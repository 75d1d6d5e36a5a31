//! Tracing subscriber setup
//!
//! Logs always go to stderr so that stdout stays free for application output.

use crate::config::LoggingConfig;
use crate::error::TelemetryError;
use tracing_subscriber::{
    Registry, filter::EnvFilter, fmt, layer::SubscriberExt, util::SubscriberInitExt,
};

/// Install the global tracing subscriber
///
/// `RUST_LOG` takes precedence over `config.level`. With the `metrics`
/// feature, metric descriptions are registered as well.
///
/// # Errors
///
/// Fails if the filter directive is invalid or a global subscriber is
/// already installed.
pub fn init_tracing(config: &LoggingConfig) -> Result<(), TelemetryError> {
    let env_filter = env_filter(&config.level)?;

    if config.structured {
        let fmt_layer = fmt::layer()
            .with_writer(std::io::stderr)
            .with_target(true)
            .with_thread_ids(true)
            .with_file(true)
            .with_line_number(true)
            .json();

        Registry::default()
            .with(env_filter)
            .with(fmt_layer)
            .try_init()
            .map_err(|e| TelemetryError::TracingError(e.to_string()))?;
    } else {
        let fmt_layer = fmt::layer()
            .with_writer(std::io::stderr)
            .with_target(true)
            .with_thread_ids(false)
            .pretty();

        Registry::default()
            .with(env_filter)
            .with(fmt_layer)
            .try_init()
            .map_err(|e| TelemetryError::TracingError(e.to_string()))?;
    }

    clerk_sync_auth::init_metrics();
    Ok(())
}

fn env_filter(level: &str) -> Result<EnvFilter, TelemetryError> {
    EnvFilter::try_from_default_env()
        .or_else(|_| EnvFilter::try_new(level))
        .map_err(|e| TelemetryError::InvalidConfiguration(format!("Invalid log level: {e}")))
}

____

YOUR GOAL: Where a line above holds the word "TelemetryError", copy it.

YOUR SOLUTION:
use crate::error::TelemetryError;
pub fn init_tracing(config: &LoggingConfig) -> Result<(), TelemetryError> {
            .map_err(|e| TelemetryError::TracingError(e.to_string()))?;
            .map_err(|e| TelemetryError::TracingError(e.to_string()))?;
fn env_filter(level: &str) -> Result<EnvFilter, TelemetryError> {
        .map_err(|e| TelemetryError::InvalidConfiguration(format!("Invalid log level: {e}")))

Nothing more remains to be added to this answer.